31 December, 2006

A Vocabulary for Feminist Criticism

Posted in Feminist Criticism at 1:43 pm by Daran

I was gratified to see my co-blogger on ‘Darain Man’, Hugh Ristik, refer in his last post to the “Odious Comparison“, one of a several phrases I’ve coined to describe some of the objectionable aspects of feminism. Just as feminism has its own vocabulary, including such terms of art as “Patriarchy” and “Rape Culture”, so we Feminist Critics need a vocabulary of our own. Ideally each concept should be described by a memorable word or two word phrase. Here’s what I’ve come up with so far. Some of these terms I have been using for a while; others, so far, have existed only in my head; still others I’ve coined even as I drafted this post.

Gendersphere: The entire field of philosophy, discourse, and activism that attends to gender, including, but not limited to feminism, antifeminism, Men’s Rights Activism, and Feminist Criticism.

Feminism: A self-defining segment of the Gendersphere. A feminist is a person who is recognised as a feminist by other feminists.

Pro-feminism: Men who are unwilling to call themselves feminists (or who are not recognised as such by some feminists) because they are male, even though their views are indistinguishable from feminism.

Contrafeminism: That part of the gendersphere that is broadly in disagreement with or opposition to feminism.

Antifeminism: Extreme contrafeminism. An essentially oppositionist stance.

Men’s Rights Activism: A movement devoted to improving the position of men in society. While this is basically a positive stance, the movement is infested with antifeminism.

Feminist Criticism: My term for my own philosophical position, and for the similar views of other people. The phrase is deliberately ambiguous: A feminist critic could be a critic of feminism or a feminist who criticises. I want to carve out a position within gendersphere independent of of the other -isms, overlapping with both feminism and MRA, and critical of both. Arguably the phrase “feminist criticism” is obnoxiously gendered (see below), because feminist critics are also critics of antifeminism, however given the hegemonic position of feminism within the gendersphere I think it is justified. The word “criticism” should be taken in its constructive sense, there are many aspects of feminism that feminist critics will agree with.

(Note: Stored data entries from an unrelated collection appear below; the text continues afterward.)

//! Configuration management for lessonlog.
//!
//! This module provides configuration loading and validation using figment,
//! supporting TOML config files, environment variables, and defaults.

use std::path::PathBuf;
use std::time::Duration;

use figment::{
    providers::{Env, Format, Serialized, Toml},
    Figment,
};
use serde::{Deserialize, Serialize};

use crate::error::{Error, Result};

/// Default configuration file name.
const CONFIG_FILE_NAME: &str = "config.toml";

/// Default data directory name.
const DATA_DIR_NAME: &str = "lessonlog";

/// Default database file name.
const DATABASE_FILE_NAME: &str = "lessonlog.db";

/// Environment variables consulted for the API key when none is configured.
const API_KEY_FALLBACK_VARS: [&str; 2] = ["GEMINI_API_KEY", "API_KEY"];

/// Application configuration.
///
/// Configuration is loaded from (in order of precedence, highest first):
/// 1. Environment variables (prefixed with `LESSONLOG_`, `__` between sections)
/// 2. TOML config file at `~/.config/lessonlog/config.toml`
/// 3. Default values
#[derive(Debug, Clone, Default, PartialEq, Serialize, Deserialize)]
#[serde(default)]
pub struct Config {
    /// Storage configuration.
    pub storage: StorageConfig,
    /// Text generation configuration.
    pub generation: GenerationConfig,
    /// Notification configuration.
    pub notifications: NotificationConfig,
    /// Terminal rendering configuration.
    pub display: DisplayConfig,
}

/// Storage-related configuration.
#[derive(Debug, Clone, Default, PartialEq, Serialize, Deserialize)]
#[serde(default)]
pub struct StorageConfig {
    /// Path to the database file.
    /// Defaults to `~/.local/share/lessonlog/lessonlog.db`
    pub database_path: Option<PathBuf>,
}

/// Text generation configuration.
#[derive(Clone, PartialEq, Serialize, Deserialize)]
#[serde(default)]
pub struct GenerationConfig {
    /// API key. Falls back to `GEMINI_API_KEY`, then `API_KEY`.
    pub api_key: Option<String>,
    /// Model identifier.
    pub model: String,
    /// Base URL of the generation API.
    pub endpoint: String,
    /// Request timeout in seconds.
    pub timeout_secs: u64,
    /// How many times to ask for a strategy name before giving up on duplicates.
    pub suggestion_attempts: u32,
}

/// Notification configuration.
#[derive(Debug, Clone, PartialEq, Serialize, Deserialize)]
#[serde(default)]
pub struct NotificationConfig {
    /// Seconds a notification stays visible.
    pub ttl_secs: u64,
}

/// Terminal rendering configuration.
#[derive(Debug, Clone, PartialEq, Serialize, Deserialize)]
#[serde(default)]
pub struct DisplayConfig {
    /// Width in characters of a full bar in bar charts.
    pub bar_width: usize,
}

impl Default for GenerationConfig {
    fn default() -> Self {
        Self {
            api_key: None,
            model: "gemini-2.5-flash".to_string(),
            endpoint: "https://generativelanguage.googleapis.com/v1beta".to_string(),
            timeout_secs: 60,
            suggestion_attempts: 3,
        }
    }
}

impl std::fmt::Debug for GenerationConfig {
    fn fmt(&self, f: &mut std::fmt::Formatter<'_>) -> std::fmt::Result {
        f.debug_struct("GenerationConfig")
            .field("api_key", &self.api_key.as_ref().map(|_| "<redacted>"))
            .field("model", &self.model)
            .field("endpoint", &self.endpoint)
            .field("timeout_secs", &self.timeout_secs)
            .field("suggestion_attempts", &self.suggestion_attempts)
            .finish()
    }
}

impl GenerationConfig {
    /// The configured API key, or the first non-empty fallback variable.
    #[must_use]
    pub fn resolved_api_key(&self) -> Option<String> {
        self.api_key
            .clone()
            .filter(|k| !k.trim().is_empty())
            .or_else(|| {
                API_KEY_FALLBACK_VARS
                    .iter()
                    .filter_map(|var| std::env::var(var).ok())
                    .find(|k| !k.trim().is_empty())
            })
    }

    /// Request timeout as a Duration.
    #[must_use]
    pub fn timeout(&self) -> Duration {
        Duration::from_secs(self.timeout_secs)
    }
}

impl Default for NotificationConfig {
    fn default() -> Self {
        Self { ttl_secs: 5 }
    }
}

impl Default for DisplayConfig {
    fn default() -> Self {
        Self { bar_width: 40 }
    }
}

impl Config {
    /// Load configuration from all sources, reading `config_path` or the
    /// default file location.
    ///
    /// # Errors
    ///
    /// Returns an error if configuration loading or parsing fails.
    pub fn load_from(config_path: Option<PathBuf>) -> Result<Self> {
        let config_file = config_path.unwrap_or_else(Self::default_config_path);

        let config: Config = Self::figment(Toml::file(&config_file)).extract()?;
        config.validate()?;
        Ok(config)
    }

    fn figment(toml: figment::providers::Data<Toml>) -> Figment {
        Figment::new()
            .merge(Serialized::defaults(Config::default()))
            .merge(toml.nested())
            .merge(Env::prefixed("LESSONLOG_").split("__"))
    }

    /// Get the default configuration file path.
    #[must_use]
    pub fn default_config_path() -> PathBuf {
        dirs::config_dir()
            .unwrap_or_else(|| PathBuf::from(".config"))
            .join(DATA_DIR_NAME)
            .join(CONFIG_FILE_NAME)
    }

    /// Get the default data directory path.
    #[must_use]
    pub fn default_data_dir() -> PathBuf {
        dirs::data_local_dir()
            .unwrap_or_else(|| PathBuf::from(".local/share"))
            .join(DATA_DIR_NAME)
    }

    /// Validate the configuration.
    ///
    /// # Errors
    ///
    /// Returns an error if any configuration values are invalid.
    pub fn validate(&self) -> Result<()> {
        if self.generation.model.trim().is_empty() {
            return Err(Error::ConfigValidation {
                message: "generation.model must not be empty".to_string(),
            });
        }

        if self.generation.timeout_secs == 0 {
            return Err(Error::ConfigValidation {
                message: "generation.timeout_secs must be greater than 0".to_string(),
            });
        }

        if self.generation.suggestion_attempts == 0 {
            return Err(Error::ConfigValidation {
                message: "generation.suggestion_attempts must be greater than 0".to_string(),
            });
        }

        if self.notifications.ttl_secs == 0 {
            return Err(Error::ConfigValidation {
                message: "notifications.ttl_secs must be greater than 0".to_string(),
            });
        }

        if self.display.bar_width == 0 {
            return Err(Error::ConfigValidation {
                message: "display.bar_width must be greater than 0".to_string(),
            });
        }

        Ok(())
    }

    /// Get the database path, resolving defaults if not set.
    #[must_use]
    pub fn database_path(&self) -> PathBuf {
        self.storage
            .database_path
            .clone()
            .unwrap_or_else(|| Self::default_data_dir().join(DATABASE_FILE_NAME))
    }

    /// Notification lifetime as a chrono duration.
    #[must_use]
    pub fn notification_ttl(&self) -> chrono::Duration {
        chrono::Duration::seconds(i64::try_from(self.notifications.ttl_secs).unwrap_or(i64::MAX))
    }
}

Feminist Critics accept the tools of feminism (gender analysis, etc.,) and apply them to feminism itself.

Typical: I use this word as a term of art, meaning behaviour, etc., which (a) is common among feminists (or some other group), (b) is unlikely to be challenged by other feminists, (c) if someone with otherwise good feminist credentials does challenge it, they are likely to have their status as feminists challenged by other feminists, and (d) those without feminist credentials who challenge it are likely to be regarded as antifeminists/MRAs (or the equivalent opposition group). Typical behaviours within a group are likely to be perceived by outsiders as representative of it.

The ‘Bird in your Garden’ Test: A test for typicality. If all you need do to see a particular kind of bird is look out the window, that’s an indication that those birds are typical of where you live. If you have to travel 200 miles to visit a nature reserve to see them, then they’re not typical. Similarly if you can easily find an example of a particular argument or behaviour passing unchallenged among the usual suspects within the blogosphere, then that’s an indication that it is typical. If you can’t, then it probably isn’t.

Obnoxious Gendering: Refers to the typical feminist practice of equating maleness and masculinity with bad, and femaleness (though not femininity) with good. At its most obnoxious, it refers to the practice of never letting men forget just how lousy they are: “It’s male violence, committed by men, who are male. Just in case you didn’t get that, it’s men who are doing this, etc., etc., ad nauseum“. Obnoxious Gendering has a more subtle aspect in the use of gendered terms like “feminism” and “patriarchy” to refer to things which (in the view of the feminist) are good and bad respectively.

Self-flagellation Obnoxious Gendering applied to oneself. Typical behaviour of pro-feminist men. (Thanks to Hugh for the phrase.)

The Avuncular Arm: A typical pro-feminist response to male victimisation. An avuncular arm slides around the survivor’s shoulder, and he is invited to “consider how we oppress women”. A collective form of self-flagellation, this is victim-blaming at its worst because it casts the survivor into the role of perp. It is one of the reasons why feminism is toxic to many male survivors.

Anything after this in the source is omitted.